• [Source material]:
//! Clock controller
//!
//! Runs one decode / compose / commit cycle per call. Between valid
//! fixes the idle time is spent sampling the shared analog input for
//! ambient brightness or the timezone adjust button.

#[cfg(test)]
mod tests;

use embedded_hal::delay::DelayNs;
use meridian_nmea::{DecodeStatus, Decoded, SentenceDecoder, TimeOfDay};

use crate::brightness::BrightnessEstimator;
use crate::config::{ClockConfig, TIMEZONE_OFFSET_ADDRESS};
use crate::display::{compose, compose_no_signal, compose_offset, DisplayBuffer};
use crate::state::{Event, State};
use crate::timezone::{ButtonStep, Debouncer, TimezoneOffset};
use crate::traits::{
    AnalogInput, DisplayDriver, DisplayError, DisplayExt, EventFlags, LineEvent, PersistentStore,
    SerialLine, StoreError,
};

/// Errors that abandon a cycle
#[derive(Debug, Clone, Copy, PartialEq, Eq)]
#[cfg_attr(feature = "defmt", derive(defmt::Format))]
pub enum ClockError {
    /// Display write failed
    Display(DisplayError),
    /// Persisting the timezone offset failed
    Store(StoreError),
}

impl From<DisplayError> for ClockError {
    fn from(e: DisplayError) -> Self {
        ClockError::Display(e)
    }
}

impl From<StoreError> for ClockError {
    fn from(e: StoreError) -> Self {
        ClockError::Store(e)
    }
}

/// What one cycle did to the display
#[derive(Debug, Clone, Copy, PartialEq, Eq)]
#[cfg_attr(feature = "defmt", derive(defmt::Format))]
pub enum CycleOutcome {
    /// Not an RMC sentence; the display was left alone
    Skipped,
    /// A frame for this status was written
    Committed(DecodeStatus),
    /// A new sentence began before the timepulse; the frame was dropped
    Deferred,
}

/// Peripherals the controller drives
pub struct ClockIo<L, D, S, A, F, T> {
    /// GPS serial line
    pub serial: L,
    /// Digit display
    pub display: D,
    /// Timezone offset storage
    pub store: S,
    /// Light sensor / adjust button
    pub analog: A,
    /// Timepulse and serial edge flags
    pub events: F,
    /// Blocking delay for button sampling
    pub delay: T,
}

/// Drives an `N`-digit clock display from a GPS receiver
pub struct ClockController<L, D, S, A, F, T, const N: usize> {
    io: ClockIo<L, D, S, A, F, T>,
    config: ClockConfig,
    decoder: SentenceDecoder,
    brightness: BrightnessEstimator,
    debouncer: Debouncer,
    offset: TimezoneOffset,
    intensity: u8,
    phase: u8,
    state: State,
    last_fix: Option<TimeOfDay>,
}

impl<L, D, S, A, F, T, const N: usize> ClockController<L, D, S, A, F, T, N>
where
    L: SerialLine,
    D: DisplayDriver,
    S: PersistentStore,
    A: AnalogInput,
    F: EventFlags,
    T: DelayNs,
{
    /// Digit count as the display registers see it
    const DIGITS: u8 = {
        assert!(N > 0 && N <= u8::MAX as usize, "digit count must be 1..=255");
        N as u8
    };

    /// Create a controller and load the persisted timezone offset
    pub fn new(mut io: ClockIo<L, D, S, A, F, T>, config: ClockConfig) -> Self {
        let offset = TimezoneOffset::load(&mut io.store, TIMEZONE_OFFSET_ADDRESS);

        Self {
            io,
            decoder: SentenceDecoder::new(config.decoder),
            brightness: BrightnessEstimator::new(config.brightness.clone()),
            debouncer: Debouncer::new(config.debounce),
            intensity: config.brightness.initial_intensity(),
            config,
            offset,
            phase: 0,
            state: State::Idle,
            last_fix: None,
        }
    }

    /// Initialize the display and show the no-signal frame
    pub fn start(&mut self) -> Result<(), ClockError> {
        self.io.display.init(Self::DIGITS, self.intensity)?;
        self.show_no_signal()?;
        Ok(())
    }

    /// Run one decode / compose / commit cycle
    ///
    /// On error the cycle is abandoned and the state returns to idle.
    pub fn run_cycle(&mut self) -> Result<CycleOutcome, ClockError> {
        let result = self.cycle();
        if result.is_err() {
            self.apply(Event::IoFault);
        }
        result
    }

    fn cycle(&mut self) -> Result<CycleOutcome, ClockError> {
        self.apply(Event::BeginDecode);
        let decoded = self.decoder.decode(&mut self.io.serial);
        let status = decoded.status();
        self.apply(Event::Decoded(status));

        // Time between fixes is spent on the analog input
        if status != DecodeStatus::Success {
            self.sample_analog()?;
        }

        let view = match decoded {
            Decoded::Fix(utc) => {
                let local = self
                    .offset
                    .apply(utc.add_seconds(u32::from(self.config.latency_compensation_s)));
                self.last_fix = Some(local);
                Decoded::Fix(local)
            }
            other => other,
        };

        let Some(frame) = compose::<N>(&view, self.phase) else {
            return Ok(CycleOutcome::Skipped);
        };
        if status == DecodeStatus::NoSignal {
            self.advance_phase();
        }

        let await_timepulse = status == DecodeStatus::Success && self.config.align_to_timepulse;
        self.apply(Event::Composed { await_timepulse });

        if await_timepulse {
            if self.config.drain_line_end {
                self.drain_line_end();
            }
            match self.wait_for_edge() {
                LineEvent::Timepulse => self.apply(Event::Timepulse),
                LineEvent::SerialActivity => {
                    self.apply(Event::SerialActivity);
                    return Ok(CycleOutcome::Deferred);
                }
            }
        }

        self.io.display.show(&frame)?;
        self.apply(Event::Committed);
        Ok(CycleOutcome::Committed(status))
    }

    fn apply(&mut self, event: Event) {
        self.state = self.state.transition(event);
    }

    fn advance_phase(&mut self) {
        self.phase = (self.phase + 1) % Self::DIGITS;
    }

    fn show_no_signal(&mut self) -> Result<(), ClockError> {
        let frame: DisplayBuffer<N> = compose_no_signal(self.phase);
        self.io.display.show(&frame)?;
        self.advance_phase();
        Ok(())
    }

    /// Swallow the CR/LF that follows the checksum
    ///
    /// Those bytes would otherwise latch serial activity before the
    /// timepulse arrives.
    fn drain_line_end(&mut self) {
        for _ in 0..2 {
            if self.io.serial.read_byte() == b'\n' {
                break;
            }
        }
    }

    /// Clear the edge flags and spin until one of the lines fires
    fn wait_for_edge(&mut self) -> LineEvent {
        self.io.events.clear();
        loop {
            if let Some(event) = self.io.events.poll() {
                return event;
            }
            core::hint::spin_loop();
        }
    }

    fn sample_analog(&mut self) -> Result<(), ClockError> {
        let sample = self.io.analog.read();
        if self.debouncer.is_asserted(sample) {
            return self.adjust_timezone(sample);
        }

        let level = self.brightness.observe(sample);
        if level != self.intensity {
            self.io.display.set_intensity(level)?;
            self.intensity = level;
        }
        Ok(())
    }

    /// Track a button press until release
    ///
    /// Every full debounce window advances the offset and shows it. The
    /// offset is persisted once on release, and only if it changed.
    fn adjust_timezone(&mut self, first_sample: u8) -> Result<(), ClockError> {
        let before = self.offset;
        let interval_ms = self.config.debounce.sample_interval_ms;

        self.debouncer.reset();
        let mut step = self.debouncer.sample(first_sample);
        while step != ButtonStep::Released {
            if step == ButtonStep::Fire {
                self.offset = self.offset.increment();
                let frame: DisplayBuffer<N> = compose_offset(self.offset);
                self.io.display.show(&frame)?;
            }
            self.io.delay.delay_ms(interval_ms);
            step = self.debouncer.sample(self.io.analog.read());
        }

        if self.offset != before {
            self.io
                .store
                .write(TIMEZONE_OFFSET_ADDRESS, self.offset.to_stored())?;
        }
        Ok(())
    }

    /// Current control loop state
    pub fn state(&self) -> State {
        self.state
    }

    /// Active timezone offset
    pub fn offset(&self) -> TimezoneOffset {
        self.offset
    }

    /// Last intensity level written to the display
    pub fn intensity(&self) -> u8 {
        self.intensity
    }

    /// Local time of the most recent valid fix
    pub fn last_fix(&self) -> Option<TimeOfDay> {
        self.last_fix
    }

    /// Configuration in use
    pub fn config(&self) -> &ClockConfig {
        &self.config
    }

    /// Borrow the peripherals
    pub fn io(&self) -> &ClockIo<L, D, S, A, F, T> {
        &self.io
    }

    /// Give back the peripherals
    pub fn into_io(self) -> ClockIo<L, D, S, A, F, T> {
        self.io
    }
}
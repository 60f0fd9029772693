//! Edge flags shared by the serial line and the timepulse line

/// Edge condition latched by the hardware
#[derive(Debug, Clone, Copy, PartialEq, Eq)]
#[cfg_attr(feature = "defmt", derive(defmt::Format))]
pub enum LineEvent {
    /// Rising edge on the GPS 1 Hz timepulse output
    Timepulse,
    /// Start-bit edge on the serial line
    SerialActivity,
}

/// Latched edge flags for the timepulse and serial lines
///
/// Implementations typically sit on a shared pin-change flag register.
pub trait EventFlags {
    /// Forget every edge latched so far
    fn clear(&mut self);

    /// Report a latched edge without blocking
    ///
    /// If both lines have fired since the last [`clear`](Self::clear),
    /// whichever the implementation observes first wins.
    fn poll(&mut self) -> Option<LineEvent>;
}
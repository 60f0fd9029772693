//! Byte sources for the decoder

/// A serial line that yields received bytes one at a time
///
/// `read_byte` blocks until a byte has been received. There is no timeout:
/// the decoder's byte budget is what guarantees forward progress.
pub trait SerialLine {
    /// Receive exactly one byte
    fn read_byte(&mut self) -> u8;
}

impl<T: SerialLine + ?Sized> SerialLine for &mut T {
    fn read_byte(&mut self) -> u8 {
        (**self).read_byte()
    }
}

/// Replays a fixed byte slice, then yields an idle byte forever
///
/// Useful for simulations and tests: a receiver attached to a dead line
/// keeps producing the same byte rather than blocking.
#[derive(Debug, Clone)]
pub struct SliceLine<'a> {
    data: &'a [u8],
    pos: usize,
    idle: u8,
    consumed: usize,
}

impl<'a> SliceLine<'a> {
    /// Replay `data`, then NUL bytes
    pub fn new(data: &'a [u8]) -> Self {
        Self::with_idle(data, 0x00)
    }

    /// Replay `data`, then `idle` bytes
    pub fn with_idle(data: &'a [u8], idle: u8) -> Self {
        Self {
            data,
            pos: 0,
            idle,
            consumed: 0,
        }
    }

    /// Total number of bytes handed out, including idle bytes
    pub fn consumed(&self) -> usize {
        self.consumed
    }

    /// Bytes of the slice not yet read
    pub fn remaining(&self) -> &'a [u8] {
        &self.data[self.pos..]
    }
}

impl SerialLine for SliceLine<'_> {
    fn read_byte(&mut self) -> u8 {
        self.consumed += 1;
        match self.data.get(self.pos) {
            Some(&byte) => {
                self.pos += 1;
                byte
            }
            None => self.idle,
        }
    }
}
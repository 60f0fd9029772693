//! Analog sensor drivers

mod light;

pub use light::LightSensor;
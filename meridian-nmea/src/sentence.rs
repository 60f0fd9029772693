//! RMC sentence decoding
//!
//! Single pass, no backtracking:
//! - SEARCH START: discard bytes until '$' (or give up at '\n')
//! - READ TYPE: match the 5-character sentence type, XORing into the checksum
//! - SKIP SENTENCE: another sentence type; discard until '\n'
//! - READ FIELDS: count commas, collect time (and date) digit pairs
//! - CHECKSUM VERIFY: two hex digits after '*'
//!
//! Every byte pulled from the line counts against [`MAX_SENTENCE_LEN`].

use crate::line::SerialLine;
use crate::time::{GpsDate, TimeOfDay};

/// NMEA sentences are limited to 79 characters including '$' and CR/LF
pub const MAX_SENTENCE_LEN: usize = 79;

/// The only sentence type this decoder accepts
pub const SENTENCE_TYPE: &[u8; 5] = b"GPRMC";

/// RMC field positions
mod field {
    /// UTC of position fix
    pub const TIMESTAMP: u8 = 1;
    /// UT date
    pub const DATESTAMP: u8 = 9;
}

/// Outcome category of one decode attempt
#[derive(Debug, Clone, Copy, PartialEq, Eq)]
#[cfg_attr(feature = "defmt", derive(defmt::Format))]
pub enum DecodeStatus {
    /// Time was read and the checksum matched
    Success,
    /// RMC sentence with empty time fields (GPS still acquiring)
    NoSignal,
    /// Partial sentence or a different sentence type
    NoMatch,
    /// Calculated checksum did not match the transmitted one
    InvalidChecksum,
    /// Byte budget exhausted before the sentence could be parsed
    BadFormat,
}

impl DecodeStatus {
    /// Check if this status indicates corrupted or missing data
    pub fn is_fault(&self) -> bool {
        matches!(self, DecodeStatus::InvalidChecksum | DecodeStatus::BadFormat)
    }
}

/// Result of one decode attempt
///
/// The time only exists alongside a successful status.
#[derive(Debug, Clone, Copy, PartialEq, Eq)]
#[cfg_attr(feature = "defmt", derive(defmt::Format))]
pub enum Decoded {
    /// Valid RMC sentence with a time fix
    Fix(TimeOfDay),
    /// Valid RMC sentence without time
    NoSignal,
    /// Not a sentence we decode
    NoMatch,
    /// Checksum mismatch
    InvalidChecksum,
    /// Oversized or malformed sentence, or a dead line
    BadFormat,
}

impl Decoded {
    /// Status category of this result
    pub fn status(&self) -> DecodeStatus {
        match self {
            Decoded::Fix(_) => DecodeStatus::Success,
            Decoded::NoSignal => DecodeStatus::NoSignal,
            Decoded::NoMatch => DecodeStatus::NoMatch,
            Decoded::InvalidChecksum => DecodeStatus::InvalidChecksum,
            Decoded::BadFormat => DecodeStatus::BadFormat,
        }
    }

    /// The decoded time, if the decode succeeded
    pub fn time(&self) -> Option<TimeOfDay> {
        match self {
            Decoded::Fix(time) => Some(*time),
            _ => None,
        }
    }
}

/// Decoder configuration
#[derive(Debug, Clone, Copy, PartialEq, Eq, Default)]
#[cfg_attr(feature = "defmt", derive(defmt::Format))]
pub struct DecoderConfig {
    /// Also read the `ddmmyy` date field
    pub capture_date: bool,
}

/// Streaming RMC time decoder
///
/// Holds configuration only; all parse state lives inside one
/// [`decode`](Self::decode) call, so consecutive calls are independent.
#[derive(Debug, Clone, Copy, Default)]
pub struct SentenceDecoder {
    config: DecoderConfig,
}

impl SentenceDecoder {
    /// Create a decoder
    pub fn new(config: DecoderConfig) -> Self {
        Self { config }
    }

    /// Get the decoder configuration
    pub fn config(&self) -> DecoderConfig {
        self.config
    }

    /// Pull bytes from `line` until one sentence has been decoded or rejected
    ///
    /// Reads at most [`MAX_SENTENCE_LEN`] bytes. A line that never frames a
    /// sentence (disconnected receiver, wrong baud rate) yields
    /// [`Decoded::BadFormat`] once the budget is spent.
    pub fn decode<L: SerialLine + ?Sized>(&self, line: &mut L) -> Decoded {
        let mut parser = SentenceParser::new(self.config);

        for _ in 0..MAX_SENTENCE_LEN {
            if let Some(decoded) = parser.feed(line.read_byte()) {
                return decoded;
            }
        }

        Decoded::BadFormat
    }
}

#[derive(Debug, Clone, Copy, PartialEq, Eq)]
enum ParseState {
    /// Waiting for '$'
    SearchStart,
    /// Matching the sentence type; holds the number of characters matched
    ReadType(usize),
    /// Wrong sentence type, waiting for '\n'
    SkipSentence,
    /// Inside the comma-delimited fields
    ReadFields,
    /// Collecting the two checksum digits
    ChecksumVerify,
}

/// Two-character scratch buffer for digit pairs
#[derive(Debug, Clone, Copy, Default)]
struct PairBuffer {
    chars: [u8; 2],
    len: usize,
}

impl PairBuffer {
    /// Add a character; returns the pair once two have been collected
    fn push(&mut self, byte: u8) -> Option<[u8; 2]> {
        self.chars[self.len] = byte;
        self.len += 1;

        if self.len == 2 {
            self.len = 0;
            Some(self.chars)
        } else {
            None
        }
    }

    fn clear(&mut self) {
        self.len = 0;
    }
}

/// Up to three two-digit values collected from one field
#[derive(Debug, Clone, Copy, Default)]
struct FieldValues {
    values: [u8; 3],
    len: usize,
}

impl FieldValues {
    /// Store a value; extra pairs beyond three are dropped
    fn push(&mut self, value: u8) -> bool {
        match self.values.get_mut(self.len) {
            Some(slot) => {
                *slot = value;
                self.len += 1;
                true
            }
            None => false,
        }
    }

    fn is_complete(&self) -> bool {
        self.len == self.values.len()
    }
}

/// Byte-at-a-time state machine behind [`SentenceDecoder::decode`]
#[derive(Debug, Clone)]
struct SentenceParser {
    config: DecoderConfig,
    state: ParseState,
    checksum: u8,
    field: u8,
    pair: PairBuffer,
    time: FieldValues,
    date: FieldValues,
    /// Past the decimal point of the timestamp
    hit_time_decimal: bool,
    /// At least one timestamp pair was written
    saw_time: bool,
}

impl SentenceParser {
    fn new(config: DecoderConfig) -> Self {
        Self {
            config,
            state: ParseState::SearchStart,
            checksum: 0,
            field: 0,
            pair: PairBuffer::default(),
            time: FieldValues::default(),
            date: FieldValues::default(),
            hit_time_decimal: false,
            saw_time: false,
        }
    }

    /// Feed a single byte
    ///
    /// Returns `Some` once the sentence has been decoded or rejected.
    fn feed(&mut self, byte: u8) -> Option<Decoded> {
        match self.state {
            ParseState::SearchStart => {
                // A terminator before any '$' means there is nothing to parse
                if byte == b'\n' {
                    return Some(Decoded::NoMatch);
                }
                if byte == b'$' {
                    self.state = ParseState::ReadType(0);
                }
                None
            }
            ParseState::SkipSentence => {
                if byte == b'\n' {
                    Some(Decoded::NoMatch)
                } else {
                    None
                }
            }
            ParseState::ReadType(matched) => {
                self.checksum ^= byte;

                if byte != SENTENCE_TYPE[matched] {
                    self.state = ParseState::SkipSentence;
                } else if matched + 1 == SENTENCE_TYPE.len() {
                    self.state = ParseState::ReadFields;
                } else {
                    self.state = ParseState::ReadType(matched + 1);
                }
                None
            }
            ParseState::ReadFields => {
                // '*' ends the data and is not part of the checksum
                if byte == b'*' {
                    self.pair.clear();
                    self.state = ParseState::ChecksumVerify;
                    return None;
                }

                self.checksum ^= byte;

                if byte == b',' {
                    self.field = self.field.saturating_add(1);
                    self.pair.clear();
                    return None;
                }

                self.read_field_byte(byte);
                None
            }
            ParseState::ChecksumVerify => {
                let digits = self.pair.push(byte)?;

                if hex_pair(digits) != self.checksum {
                    Some(Decoded::InvalidChecksum)
                } else if self.saw_time {
                    Some(Decoded::Fix(self.time_of_day()))
                } else {
                    Some(Decoded::NoSignal)
                }
            }
        }
    }

    fn read_field_byte(&mut self, byte: u8) {
        match self.field {
            field::TIMESTAMP => {
                // Sub-second digits are not modelled
                if self.hit_time_decimal || byte == b'.' {
                    self.hit_time_decimal = true;
                    return;
                }
                if collect_pair(&mut self.pair, &mut self.time, byte) {
                    self.saw_time = true;
                }
            }
            field::DATESTAMP if self.config.capture_date => {
                collect_pair(&mut self.pair, &mut self.date, byte);
            }
            _ => {}
        }
    }

    fn time_of_day(&self) -> TimeOfDay {
        let [hour, minute, second] = self.time.values;
        let time = TimeOfDay::new(hour, minute, second);

        if self.config.capture_date && self.date.is_complete() {
            let [day, month, year] = self.date.values;
            time.with_date(GpsDate { day, month, year })
        } else {
            time
        }
    }
}

/// Collect one character of a digit-pair field, storing each completed pair
///
/// Shared by the timestamp and date fields. Returns true when a value was
/// written.
fn collect_pair(pair: &mut PairBuffer, values: &mut FieldValues, byte: u8) -> bool {
    match pair.push(byte) {
        Some(digits) => values.push(two_digit(digits)),
        None => false,
    }
}

/// Convert two zero-padded ASCII digits to a number
///
/// Non-digit input produces a meaningless value rather than a fault.
fn two_digit([tens, ones]: [u8; 2]) -> u8 {
    tens.wrapping_sub(b'0')
        .wrapping_mul(10)
        .wrapping_add(ones.wrapping_sub(b'0'))
}

/// Convert two uppercase hex characters to a byte
///
/// Characters outside `0-9`/`A-F` contribute a zero nibble.
fn hex_pair(chars: [u8; 2]) -> u8 {
    chars.iter().fold(0u8, |acc, &c| {
        let nibble = match c {
            b'0'..=b'9' => c - b'0',
            b'A'..=b'F' => c - b'A' + 10,
            _ => 0,
        };
        (acc << 4) | nibble
    })
}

• [To do]: Find the string "matched" in the listing and return every line that holds it.

• [Expected output]:
    /// Time was read and the checksum matched
    /// Matching the sentence type; holds the number of characters matched
            ParseState::ReadType(matched) => {
                if byte != SENTENCE_TYPE[matched] {
                } else if matched + 1 == SENTENCE_TYPE.len() {
                    self.state = ParseState::ReadType(matched + 1);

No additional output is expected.